Question: Can you explain the difference between Hepatitis A, B and C (and other letters)? If I get a vaccination for hepatitis, which am I protected from?
Answer: “Hepatitis” means inflammation of the liver. It can have many causes, including viruses, medications and alcohol. Most commonly, however, we think of the viruses, called A, B and C. There are several other viruses that cause inflammation of the liver, including hepatitis D and hepatitis E, but they are not as common in the United States as in other parts of the world.
Hepatitis A virus causes an acute inflammation of the liver (hepatitis) that almost always gets better on its own. It can be more serious if we are older when we have the disease. It is easily spread from person to person, in food and water, and can infect many people at once (example: if a food handler at a restaurant is infected, many who ate the food can be infected).
Hepatitis B virus (HBV) can be both acute (short-term illness) and chronic (ongoing illness), and is spread through blood or other body fluids in various ways. Hepatitis B is very common in Asia and Africa and those who were born or lived in these areas should be checked for hepatitis B.

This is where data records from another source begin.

#[cfg(test)]
mod tests {
    use super::*;
    use async_trait::async_trait;
    use rust_decimal::Decimal;
    use std::sync::atomic::{AtomicUsize, Ordering};
    use tokio::sync::Semaphore;
    use crate::domain::aggregates::CartLine;
    use crate::storage::{MemoryCartSlot, MemoryRemoteCartStore, MockRemoteCartStore};
    use crate::StoreError;

    fn product(id: u64, price: i64) -> Product {
        Product::new(ProductId::from(id), format!("Item {id}"), Decimal::new(price, 0)).unwrap()
    }

    fn session() -> SessionContext { SessionContext::new("U1", "u1@example.com", "tok") }

    fn service(remote: Arc<dyn RemoteCartStore>) -> (CartService, Arc<MemoryCartSlot>) {
        let slot = Arc::new(MemoryCartSlot::new());
        (CartService::new(slot.clone(), remote), slot)
    }

    #[test]
    fn test_mutations_persist_locally_without_runtime() {
        let (svc, slot) = service(Arc::new(MemoryRemoteCartStore::new()));
        let p = product(1, 100);
        svc.add_item(Some(&session()), &p);
        svc.add_item(None, &p);
        assert_eq!(slot.load(), svc.cart());
        assert_eq!(svc.totals().count, 2);
    }

    #[test]
    fn test_set_quantity_clamps_and_remove() {
        let (svc, slot) = service(Arc::new(MemoryRemoteCartStore::new()));
        let p = product(1, 10);
        svc.add_item(None, &p);
        assert_eq!(svc.set_quantity(None, p.id(), -5).quantity_of(p.id()).unwrap().value(), 1);
        assert_eq!(svc.decrement(None, p.id()).quantity_of(p.id()).unwrap().value(), 1);
        svc.remove_item(None, p.id());
        assert!(slot.load().is_empty());
    }

    #[test]
    fn test_increments_read_current_quantity() {
        let (svc, _) = service(Arc::new(MemoryRemoteCartStore::new()));
        let p = product(1, 10);
        svc.add_item(None, &p);
        svc.set_quantity(None, p.id(), 5);
        let seen: Vec<u32> = (0..3).map(|_| svc.increment(None, p.id()).quantity_of(p.id()).unwrap().value()).collect();
        assert_eq!(seen, vec![6, 7, 8]);
    }

    #[test]
    fn test_unknown_product_is_not_a_change() {
        let (svc, _) = service(Arc::new(MemoryRemoteCartStore::new()));
        svc.set_quantity(None, &ProductId::from(99), 3);
        svc.increment(None, &ProductId::from(99));
        assert_eq!(svc.revision(), 0);
        assert!(svc.cart().is_empty());
    }

    #[tokio::test]
    async fn test_equal_remote_cart_leaves_revision_untouched() {
        let remote = Arc::new(MemoryRemoteCartStore::new());
        let (svc, _) = service(remote.clone());
        let p = product(1, 100);
        svc.add_item(None, &p);
        remote.seed("U1", svc.cart().into_lines());
        let before = svc.revision();
        assert_eq!(svc.on_session_change(Some(&session())).await, ReconcileOutcome::Unchanged);
        assert_eq!(svc.revision() - before, 0);
    }

    #[tokio::test]
    async fn test_different_remote_cart_replaces_local() {
        let remote = Arc::new(MemoryRemoteCartStore::new());
        let (svc, slot) = service(remote.clone());
        svc.add_item(None, &product(1, 100));
        let saved = Cart::new().add_item(&product(2, 50));
        remote.seed("U1", saved.clone().into_lines());
        assert_eq!(svc.on_session_change(Some(&session())).await, ReconcileOutcome::Replaced { lines: 1 });
        assert_eq!(svc.cart(), saved);
        assert_eq!(slot.load(), saved);
    }

    #[tokio::test]
    async fn test_reconciles_once_per_sign_in() {
        let remote = Arc::new(MemoryRemoteCartStore::new());
        let (svc, _) = service(remote.clone());
        svc.on_session_change(Some(&session())).await;
        assert_eq!(svc.on_session_change(Some(&session())).await, ReconcileOutcome::AlreadyReconciled);
        svc.add_item(Some(&session()), &product(1, 10));
        svc.settle().await;
        assert_eq!(remote.fetch_count(), 1);
        assert_eq!(remote.lines_for("U1").len(), 1);
    }

    #[tokio::test]
    async fn test_fetch_failure_keeps_local_cart() {
        let mut remote = MockRemoteCartStore::new();
        remote.expect_fetch_by_user().times(1).returning(|_| Err(StoreError::Unavailable("timeout".into())));
        let (svc, _) = service(Arc::new(remote));
        let p = product(1, 100);
        svc.add_item(None, &p);
        let before = svc.cart();
        assert_eq!(svc.on_session_change(Some(&session())).await, ReconcileOutcome::KeptLocal);
        assert_eq!(svc.cart(), before);
    }

    #[tokio::test]
    async fn test_mirror_failure_keeps_local_change() {
        let mut remote = MockRemoteCartStore::new();
        remote.expect_fetch_by_user().returning(|_| Ok(vec![]));
        remote.expect_upsert_line().times(1).returning(|_, _| Err(StoreError::Unavailable("offline".into())));
        let (svc, slot) = service(Arc::new(remote));
        svc.on_session_change(Some(&session())).await;
        let p = product(1, 100);
        svc.add_item(Some(&session()), &p);
        svc.settle().await;
        assert_eq!(svc.cart().quantity_of(p.id()).unwrap().value(), 1);
        assert_eq!(slot.load(), svc.cart());
    }

    #[tokio::test]
    async fn test_late_mirror_sends_latest_quantity() {
        let remote = Arc::new(MemoryRemoteCartStore::new());
        let (svc, _) = service(remote.clone());
        let s = session();
        svc.on_session_change(Some(&s)).await;
        let p = product(1, 10);
        svc.add_item(Some(&s), &p);
        svc.set_quantity(Some(&s), p.id(), 4);
        svc.set_quantity(Some(&s), p.id(), 2);
        svc.settle().await;
        assert_eq!(remote.lines_for("U1")[0].quantity.value(), 2);
    }

    #[tokio::test]
    async fn test_sign_out_clears_local_only() {
        let remote = Arc::new(MemoryRemoteCartStore::new());
        let (svc, slot) = service(remote.clone());
        let s = session();
        svc.on_session_change(Some(&s)).await;
        svc.add_item(Some(&s), &product(1, 10));
        svc.settle().await;
        assert_eq!(svc.on_session_change(None).await, ReconcileOutcome::SignedOut);
        assert!(svc.cart().is_empty());
        assert_eq!(slot.raw(), None);
        assert_eq!(remote.lines_for("U1").len(), 1);
        assert_eq!(svc.on_session_change(None).await, ReconcileOutcome::Anonymous);
    }

    /// Holds every fetch until the test hands out a permit.
    struct GatedRemote {
        gate: Semaphore,
        fetches: AtomicUsize,
        inner: MemoryRemoteCartStore,
    }

    impl GatedRemote {
        fn new() -> Self { Self { gate: Semaphore::new(0), fetches: AtomicUsize::new(0), inner: MemoryRemoteCartStore::new() } }

        async fn wait_for_fetches(&self, n: usize) {
            while self.fetches.load(Ordering::SeqCst) < n { tokio::task::yield_now().await; }
        }
    }

    #[async_trait]
    impl RemoteCartStore for GatedRemote {
        async fn fetch_by_user(&self, user_id: &str) -> Result<Vec<CartLine>, StoreError> {
            self.fetches.fetch_add(1, Ordering::SeqCst);
            self.gate.acquire().await.unwrap().forget();
            self.inner.fetch_by_user(user_id).await
        }
        async fn upsert_line(&self, user_id: &str, line: &CartLine) -> Result<(), StoreError> { self.inner.upsert_line(user_id, line).await }
        async fn delete_line(&self, user_id: &str, product_id: &ProductId) -> Result<(), StoreError> { self.inner.delete_line(user_id, product_id).await }
        async fn delete_all(&self, user_id: &str) -> Result<(), StoreError> { self.inner.delete_all(user_id).await }
    }

    #[tokio::test]
    async fn test_overlapping_reconciliations_fetch_once() {
        let remote = Arc::new(GatedRemote::new());
        let (svc, _) = service(remote.clone());
        let s = session();
        let (first, second) = tokio::join!(
            svc.on_session_change(Some(&s)),
            async {
                remote.wait_for_fetches(1).await;
                let outcome = svc.on_session_change(Some(&s)).await;
                remote.gate.add_permits(1);
                outcome
            },
        );
        assert_eq!(first, ReconcileOutcome::Unchanged);
        assert_eq!(second, ReconcileOutcome::InFlight);
        assert_eq!(remote.fetches.load(Ordering::SeqCst), 1);
    }

    #[tokio::test]
    async fn test_sign_out_during_fetch_discards_remote_cart() {
        let remote = Arc::new(GatedRemote::new());
        remote.inner.seed("U1", Cart::new().add_item(&product(2, 50)).into_lines());
        let (svc, slot) = service(remote.clone());
        svc.add_item(None, &product(1, 10));
        let s = session();
        let (first, signed_out) = tokio::join!(
            svc.on_session_change(Some(&s)),
            async {
                remote.wait_for_fetches(1).await;
                let outcome = svc.on_session_change(None).await;
                remote.gate.add_permits(1);
                outcome
            },
        );
        assert_eq!(first, ReconcileOutcome::Superseded);
        assert_eq!(signed_out, ReconcileOutcome::SignedOut);
        assert!(svc.cart().is_empty());
        assert_eq!(slot.raw(), None);
        assert_eq!(svc.session_user(), None);

        remote.gate.add_permits(1);
        assert_eq!(svc.on_session_change(Some(&s)).await, ReconcileOutcome::Replaced { lines: 1 });
        assert_eq!(remote.fetches.load(Ordering::SeqCst), 2);
    }

    #[tokio::test]
    async fn test_user_switch_during_fetch_reconciles_new_user() {
        let remote = Arc::new(GatedRemote::new());
        remote.inner.seed("U1", Cart::new().add_item(&product(1, 10)).into_lines());
        let theirs = Cart::new().add_item(&product(2, 50));
        remote.inner.seed("U2", theirs.clone().into_lines());
        let (svc, _) = service(remote.clone());
        let a = session();
        let b = SessionContext::new("U2", "u2@example.com", "tok-2");
        let (first, second, ()) = tokio::join!(
            svc.on_session_change(Some(&a)),
            async {
                remote.wait_for_fetches(1).await;
                svc.on_session_change(Some(&b)).await
            },
            async {
                remote.wait_for_fetches(2).await;
                remote.gate.add_permits(2);
            },
        );
        assert_eq!(first, ReconcileOutcome::Superseded);
        assert_eq!(second, ReconcileOutcome::Replaced { lines: 1 });
        assert_eq!(svc.cart(), theirs);
        assert_eq!(svc.session_user().as_deref(), Some("U2"));

        svc.add_item(Some(&b), &product(3, 70));
        svc.settle().await;
        assert_eq!(remote.inner.lines_for("U2").len(), 2);
        assert_eq!(remote.inner.lines_for("U1").len(), 1);
    }

    #[tokio::test]
    async fn test_change_during_fetch_is_pushed_after_reconcile() {
        let remote = Arc::new(GatedRemote::new());
        let (svc, _) = service(remote.clone());
        let s = session();
        let p = product(1, 10);
        let (outcome, ()) = tokio::join!(
            svc.on_session_change(Some(&s)),
            async {
                remote.wait_for_fetches(1).await;
                svc.add_item(Some(&s), &p);
                remote.gate.add_permits(1);
            },
        );
        assert_eq!(outcome, ReconcileOutcome::PushedLocal { lines: 1 });
        svc.settle().await;
        let lines = remote.inner.lines_for("U1");
        assert_eq!(lines.len(), 1);
        assert_eq!(lines[0].product_id, *p.id());
    }

    /// Upserts of product 1 take longer than any other write.
    #[derive(Default)]
    struct SlowFirstRemote {
        inner: MemoryRemoteCartStore,
    }

    #[async_trait]
    impl RemoteCartStore for SlowFirstRemote {
        async fn fetch_by_user(&self, user_id: &str) -> Result<Vec<CartLine>, StoreError> { self.inner.fetch_by_user(user_id).await }
        async fn upsert_line(&self, user_id: &str, line: &CartLine) -> Result<(), StoreError> {
            if line.product_id == ProductId::from(1) {
                tokio::time::sleep(std::time::Duration::from_millis(20)).await;
            }
            self.inner.upsert_line(user_id, line).await
        }
        async fn delete_line(&self, user_id: &str, product_id: &ProductId) -> Result<(), StoreError> { self.inner.delete_line(user_id, product_id).await }
        async fn delete_all(&self, user_id: &str) -> Result<(), StoreError> { self.inner.delete_all(user_id).await }
    }

    #[tokio::test(flavor = "multi_thread", worker_threads = 2)]
    async fn test_pushed_lines_keep_local_order() {
        let remote = Arc::new(SlowFirstRemote::default());
        let (svc, slot) = service(remote.clone());
        svc.add_item(None, &product(1, 10));
        svc.add_item(None, &product(2, 20));
        svc.add_item(None, &product(3, 30));
        let s = session();
        assert_eq!(svc.on_session_change(Some(&s)).await, ReconcileOutcome::PushedLocal { lines: 3 });
        svc.settle().await;
        let order: Vec<ProductId> = remote.inner.lines_for("U1").into_iter().map(|l| l.product_id).collect();
        assert_eq!(order, vec![ProductId::from(1), ProductId::from(2), ProductId::from(3)]);

        let next_visit = CartService::new(slot, remote);
        assert_eq!(next_visit.on_session_change(Some(&s)).await, ReconcileOutcome::Unchanged);
    }
}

Hepatitis C virus (HCV) is almost always chronic and spreads only by blood. Hepatitis A and B can be prevented by vaccination, but not hepatitis C. There are now many good medications available to treat chronic hepatitis B and C.
The symptoms of acute hepatitis include yellowing of the skin and eyes, nausea, fever and fatigue. Chronic hepatitis may have no symptoms, and can last many years and lead to cirrhosis of the liver, which means the liver becomes heavily scarred and less functional.
Because chronic hepatitis may have no symptoms, it is important to know who is at risk to have chronic hepatitis C virus (HCV). Those who had a transfusion of blood or blood products before 1992 (when the HCV was identified), those who have experimented with intravenous drugs or have snorted cocaine, those who have gotten tattoos with a non-sterile needle, and those who have had unprotected multiple sexual partners are at risk to have HCV. But sometimes people who do not have any of these risks behavior can have chronic HCV. In 2013 the Centers for Disease Control and Prevention (CDC) recommended that anyone in the United States born between 1945 and 1964 should be tested for HCV because most patients with HCV in the the country are in that age group and some don’t have a history of risky behavior.
Chronic HBV and chronic HCV can lead to cirrhosis and can sometimes lead to cancer of the liver or liver failure, both of which may require a liver transplant.
Prevention is very important. Other than vaccination, people should be very careful about hygiene (such as hand-washing after using the restroom) to prevent hepatitis A. Hepatitis B and C can be transmitted by sex or sharing needles, razors, or toothbrushes with someone who has the disease.
According to the CDC, in the United States there are about 3.8 million people with hepatitis C and 1.2 million with hepatitis B. Both of these viruses are even more common in other parts of the world.